Большинство арабских правительств словесно — за победу американцев в Ираке. Но в глубине души они ждут американского поражения здесь. Да и сами американцы дрогнули. Чего стоят лишь тайные визиты в Ирак американского президента. А возможный претендент в президенты от демократической партии — генерал Весли Кларк сказал: «Мы создаем больше врагов, чем союзников»[690]. Ирак в конечном счете желает мира и самостоятельности.
Реальной альтернативой является только полный выход американцев из Ирака. Вьетнамский вариант. Нет сомнения, что он болезненный и встретит тысячу «но». Однако все остальные сценарии так или иначе сводятся к усилению на берегах Персидского залива шиитов, к росту воинственности мусульманского мира, к сближению между собой нефтедобывающих стран. К потере союзнической дружественности важных партнеров. К сплочению обиженных развивающихся стран. К союзу России с Китаем и Индией.
ГЛАВА ТРИДЦАТЬ ТРЕТЬЯ ВОЗВЫШЕНИЕ ИРАНА
Запад по собственному выбору избрал Большой Ближний Восток в качестве поля битвы с незападным миром, с трудом отказывающимся от своих ценностей, семейных обычаев, многовековой религии, традиций предков, с муками приближающимся к демократии, капитализму, западным ценностям, правам личности и прочим западным стандартам. В эпической битве «памяти» и «прогресса» западная коалиция проявила жестокость и самоуверенность, которые фактически обесценили нормы предлагаемого прогресса.
Багдад уступает Тегерану
Крушение Ирака открыло Ирану дорогу к лидерству. В результате раскола несклонившегося Ирака на шиитскую, суннитскую и курдскую части, вперед, согласно закону больших чисел, вышли шииты (67 процентов населения Ирака).
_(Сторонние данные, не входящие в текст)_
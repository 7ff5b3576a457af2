//! # Constants
//!
//! Shared constants used throughout the provider.
//!
//! These values represent reasonable defaults and can be overridden via
//! configuration or environment variables where applicable.

/// Kind of the namespaced provider configuration
pub const PROVIDER_CONFIG_KIND: &str = "ProviderConfig";

/// Kind of the cluster-scoped provider configuration
pub const CLUSTER_PROVIDER_CONFIG_KIND: &str = "ClusterProviderConfig";

/// Label placed on every ProviderConfigUsage, valued with the provider config name
/// Lets callers list the usages of a given provider config
pub const PROVIDER_CONFIG_LABEL: &str = "crossplane.io/provider-config";

/// Default field manager for server-side apply of ProviderConfigUsage objects
pub const DEFAULT_FIELD_MANAGER: &str = "provider-helm";

/// Default global log level
pub const DEFAULT_LOG_LEVEL: &str = "INFO";

/// Default log format (json, text)
pub const DEFAULT_LOG_FORMAT: &str = "json";
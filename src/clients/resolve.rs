//! # Provider Config Resolution
//!
//! Resolves the provider configuration referenced by a managed resource and
//! registers the resource as one of its users.

use crate::clients::ObjectReader;
use crate::crd::{
    ClusterProviderConfig, ProviderConfig, ProviderConfigKind, ProviderConfigObject,
    ProviderConfigSpec, UnknownProviderConfigKind,
};
use crate::resource::{ManagedResource, ObjectKey};
use crate::usage::UsageTracker;
use thiserror::Error;

/// Why a provider configuration could not be resolved
///
/// All variants are terminal; the caller decides whether to requeue.
#[derive(Debug, Error)]
pub enum ResolveError {
    /// The managed resource carries no provider config reference
    #[error("provider config is not set")]
    ConfigNotSet,
    /// The reference names a kind that is not a provider configuration
    #[error("referenced provider config kind {0:?} is invalid")]
    InvalidConfigKind(String),
    /// Reading the provider configuration failed
    #[error("cannot get provider config: {0}")]
    GetConfigFailed(#[source] anyhow::Error),
    /// Registering the usage failed; the fetched configuration is discarded
    #[error("cannot track provider config usage: {0}")]
    TrackUsageFailed(#[source] anyhow::Error),
}

/// Resolve the provider configuration of `mg`
///
/// Fetches the referenced `ProviderConfig` (from the managed resource's namespace)
/// or `ClusterProviderConfig`, then tracks the usage. A `ProviderConfig` referenced
/// from a managed resource without a namespace is never read. Tracking runs once for every
/// successful fetch. Nothing is cached or retried, so each call sees the current
/// reference.
pub async fn resolve_provider_config<C, T>(
    client: &C,
    mg: &dyn ManagedResource,
    tracker: &T,
) -> Result<ProviderConfigSpec, ResolveError>
where
    C: ObjectReader,
    T: UsageTracker + ?Sized,
{
    let reference = mg
        .provider_config_reference()
        .ok_or(ResolveError::ConfigNotSet)?;

    let kind: ProviderConfigKind = reference
        .kind
        .parse()
        .map_err(|UnknownProviderConfigKind(kind)| ResolveError::InvalidConfigKind(kind))?;

    let spec = match kind {
        ProviderConfigKind::ProviderConfig => {
            // A namespaced config is only ever looked up next to the managed resource
            let namespace = mg.object_meta().namespace.as_deref().ok_or_else(|| {
                ResolveError::GetConfigFailed(anyhow::anyhow!(
                    "{} {:?} is namespaced but the managed resource has no namespace",
                    kind,
                    reference.name
                ))
            })?;
            let key = ObjectKey::namespaced(reference.name.as_str(), namespace);
            fetch::<ProviderConfig, C>(client, &key).await?
        }
        ProviderConfigKind::ClusterProviderConfig => {
            let key = ObjectKey::cluster(reference.name.as_str());
            fetch::<ClusterProviderConfig, C>(client, &key).await?
        }
    };

    tracker
        .track(mg)
        .await
        .map_err(ResolveError::TrackUsageFailed)?;

    Ok(spec)
}

async fn fetch<K, C>(client: &C, key: &ObjectKey) -> Result<ProviderConfigSpec, ResolveError>
where
    K: ProviderConfigObject,
    C: ObjectReader,
{
    client
        .get::<K>(key)
        .await
        .map(|pc| pc.provider_config_spec())
        .map_err(ResolveError::GetConfigFailed)
}

#[cfg(test)]
mod tests {
    use super::*;
    use std::error::Error as _;

    #[test]
    fn test_error_messages() {
        assert_eq!(
            ResolveError::ConfigNotSet.to_string(),
            "provider config is not set"
        );
        assert_eq!(
            ResolveError::InvalidConfigKind("Release".to_string()).to_string(),
            "referenced provider config kind \"Release\" is invalid"
        );
        assert_eq!(
            ResolveError::GetConfigFailed(anyhow::anyhow!("boom")).to_string(),
            "cannot get provider config: boom"
        );
        assert_eq!(
            ResolveError::TrackUsageFailed(anyhow::anyhow!("tracking boom")).to_string(),
            "cannot track provider config usage: tracking boom"
        );
    }

    #[test]
    fn test_wrapped_errors_expose_source() {
        let err = ResolveError::GetConfigFailed(anyhow::anyhow!("boom"));
        assert_eq!(err.source().map(ToString::to_string).as_deref(), Some("boom"));
        assert!(ResolveError::ConfigNotSet.source().is_none());
    }
}
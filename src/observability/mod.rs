//! # Observability
//!
//! Observability modules for logging.
//!
//! - `logging`: tracing subscriber setup

pub mod logging;

pub use logging::init_tracing;
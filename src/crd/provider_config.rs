//! # Provider Configurations
//!
//! The namespaced `ProviderConfig` and cluster-scoped `ClusterProviderConfig`
//! custom resources, and the static kind tag used to fetch either one.

use crate::constants::{CLUSTER_PROVIDER_CONFIG_KIND, PROVIDER_CONFIG_KIND};
use crate::crd::{Identity, ProviderCredentials};
use crate::resource::ObjectKey;
use kube::{Api, Client, CustomResource, Resource};
use schemars::JsonSchema;
use serde::de::DeserializeOwned;
use serde::{Deserialize, Serialize};
use std::fmt;
use std::str::FromStr;

/// ProviderConfig Custom Resource Definition
///
/// Configures how the provider connects to the cluster Helm releases are installed into.
/// Referenced by managed resources in the same namespace.
///
/// # Example
///
/// ```yaml
/// apiVersion: helm.m.crossplane.io/v1beta1
/// kind: ProviderConfig
/// metadata:
///   name: default
///   namespace: team-a
/// spec:
///   credentials:
///     source: Secret
///     secretRef:
///       name: cluster-config
///       key: kubeconfig
/// ```
#[derive(CustomResource, Debug, Clone, Default, PartialEq, Deserialize, Serialize, JsonSchema)]
#[kube(
    kind = "ProviderConfig",
    group = "helm.m.crossplane.io",
    version = "v1beta1",
    namespaced,
    status = "ProviderConfigStatus",
    category = "crossplane",
    category = "provider",
    category = "helm",
    printcolumn = r#"{"name":"Source", "type":"string", "jsonPath":".spec.credentials.source"}, {"name":"Users", "type":"integer", "jsonPath":".status.users"}"#
)]
#[serde(rename_all = "camelCase")]
pub struct ProviderConfigSpec {
    /// Credentials required to connect to the target cluster
    pub credentials: ProviderCredentials,
    /// Optional identity used in addition to the kubeconfig credentials
    #[serde(default, skip_serializing_if = "Option::is_none")]
    pub identity: Option<Identity>,
}

/// ClusterProviderConfig Custom Resource Definition
///
/// Cluster-scoped counterpart of `ProviderConfig`, usable from any namespace.
#[derive(CustomResource, Debug, Clone, Default, PartialEq, Deserialize, Serialize, JsonSchema)]
#[kube(
    kind = "ClusterProviderConfig",
    group = "helm.m.crossplane.io",
    version = "v1beta1",
    status = "ProviderConfigStatus",
    category = "crossplane",
    category = "provider",
    category = "helm",
    printcolumn = r#"{"name":"Source", "type":"string", "jsonPath":".spec.credentials.source"}, {"name":"Users", "type":"integer", "jsonPath":".status.users"}"#
)]
#[serde(rename_all = "camelCase")]
pub struct ClusterProviderConfigSpec {
    /// Credentials required to connect to the target cluster
    pub credentials: ProviderCredentials,
    /// Optional identity used in addition to the kubeconfig credentials
    #[serde(default, skip_serializing_if = "Option::is_none")]
    pub identity: Option<Identity>,
}

impl From<ClusterProviderConfigSpec> for ProviderConfigSpec {
    fn from(spec: ClusterProviderConfigSpec) -> Self {
        Self {
            credentials: spec.credentials,
            identity: spec.identity,
        }
    }
}

impl From<ProviderConfigSpec> for ClusterProviderConfigSpec {
    fn from(spec: ProviderConfigSpec) -> Self {
        Self {
            credentials: spec.credentials,
            identity: spec.identity,
        }
    }
}

/// Observed state of a provider configuration
#[derive(Debug, Clone, Default, PartialEq, Deserialize, Serialize, JsonSchema)]
#[serde(rename_all = "camelCase")]
pub struct ProviderConfigStatus {
    /// Number of managed resources currently using this configuration
    #[serde(default, skip_serializing_if = "Option::is_none")]
    pub users: Option<i64>,
}

/// The provider configuration kinds a managed resource may reference
#[derive(Debug, Clone, Copy, PartialEq, Eq, Hash)]
pub enum ProviderConfigKind {
    /// Namespaced, looked up in the managed resource's namespace
    ProviderConfig,
    /// Cluster-scoped
    ClusterProviderConfig,
}

impl ProviderConfigKind {
    #[must_use]
    pub fn as_str(&self) -> &'static str {
        match self {
            ProviderConfigKind::ProviderConfig => PROVIDER_CONFIG_KIND,
            ProviderConfigKind::ClusterProviderConfig => CLUSTER_PROVIDER_CONFIG_KIND,
        }
    }

    /// Whether objects of this kind live in a namespace
    #[must_use]
    pub fn is_namespaced(&self) -> bool {
        matches!(self, ProviderConfigKind::ProviderConfig)
    }
}

impl fmt::Display for ProviderConfigKind {
    fn fmt(&self, f: &mut fmt::Formatter<'_>) -> fmt::Result {
        f.write_str(self.as_str())
    }
}

/// A reference named a kind that is not a provider configuration
#[derive(Debug, Clone, PartialEq, Eq, thiserror::Error)]
#[error("unknown provider config kind {0:?}")]
pub struct UnknownProviderConfigKind(pub String);

impl FromStr for ProviderConfigKind {
    type Err = UnknownProviderConfigKind;

    fn from_str(s: &str) -> Result<Self, Self::Err> {
        match s {
            PROVIDER_CONFIG_KIND => Ok(ProviderConfigKind::ProviderConfig),
            CLUSTER_PROVIDER_CONFIG_KIND => Ok(ProviderConfigKind::ClusterProviderConfig),
            other => Err(UnknownProviderConfigKind(other.to_string())),
        }
    }
}

/// A provider configuration resource of a statically known kind
///
/// Implemented by `ProviderConfig` and `ClusterProviderConfig`. The kind's scope
/// decides which API an object reader queries.
pub trait ProviderConfigObject:
    Resource<DynamicType = ()> + Clone + fmt::Debug + DeserializeOwned + Send + Sync + 'static
{
    /// Kind tag of this type
    const KIND: ProviderConfigKind;

    /// API handle through which an object with this key is read
    ///
    /// Fails when the key's scope does not match the kind's scope.
    fn api(client: Client, key: &ObjectKey) -> anyhow::Result<Api<Self>>;

    /// Build an object with the given key and spec
    fn from_spec(key: &ObjectKey, spec: ProviderConfigSpec) -> Self;

    /// The credentials and identity this object carries
    fn provider_config_spec(&self) -> ProviderConfigSpec;
}

impl ProviderConfigObject for ProviderConfig {
    const KIND: ProviderConfigKind = ProviderConfigKind::ProviderConfig;

    fn api(client: Client, key: &ObjectKey) -> anyhow::Result<Api<Self>> {
        let namespace = key
            .namespace
            .as_deref()
            .ok_or_else(|| anyhow::anyhow!("{} {} has no namespace", Self::KIND, key.name))?;
        Ok(Api::namespaced(client, namespace))
    }

    fn from_spec(key: &ObjectKey, spec: ProviderConfigSpec) -> Self {
        let mut pc = ProviderConfig::new(&key.name, spec);
        pc.metadata.namespace.clone_from(&key.namespace);
        pc
    }

    fn provider_config_spec(&self) -> ProviderConfigSpec {
        self.spec.clone()
    }
}

impl ProviderConfigObject for ClusterProviderConfig {
    const KIND: ProviderConfigKind = ProviderConfigKind::ClusterProviderConfig;

    fn api(client: Client, _key: &ObjectKey) -> anyhow::Result<Api<Self>> {
        Ok(Api::all(client))
    }

    fn from_spec(key: &ObjectKey, spec: ProviderConfigSpec) -> Self {
        ClusterProviderConfig::new(&key.name, spec.into())
    }

    fn provider_config_spec(&self) -> ProviderConfigSpec {
        self.spec.clone().into()
    }
}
Знатоки региона пришли к заключению, что на Большом Ближнем Востоке практически все стало зависеть от шиитского Ирана, региональной сверхдержавы, которая более прочих получила от развала Ирака по конфессиональному признаку.
Первыми на Западе отметили эту особенность складывающейся ситуации демократы Мэдлин Олбрайт и Стивен Коэн, к которым среди республиканцев присоединился Колин Пауэлл. Возможно, демократы лучше помнят Джимми Картера и 1979 г., когда Иран вырвался из зоны влияния США, возглавив своеобразное шиитское антизападное возрождение. Теперь Тегеран и Багдад не воюют друг с другом, озираясь сообща на священный город Кум, опираясь на шиитский Бахрейн и шиитские общины в суннитской части Ближнего Востока.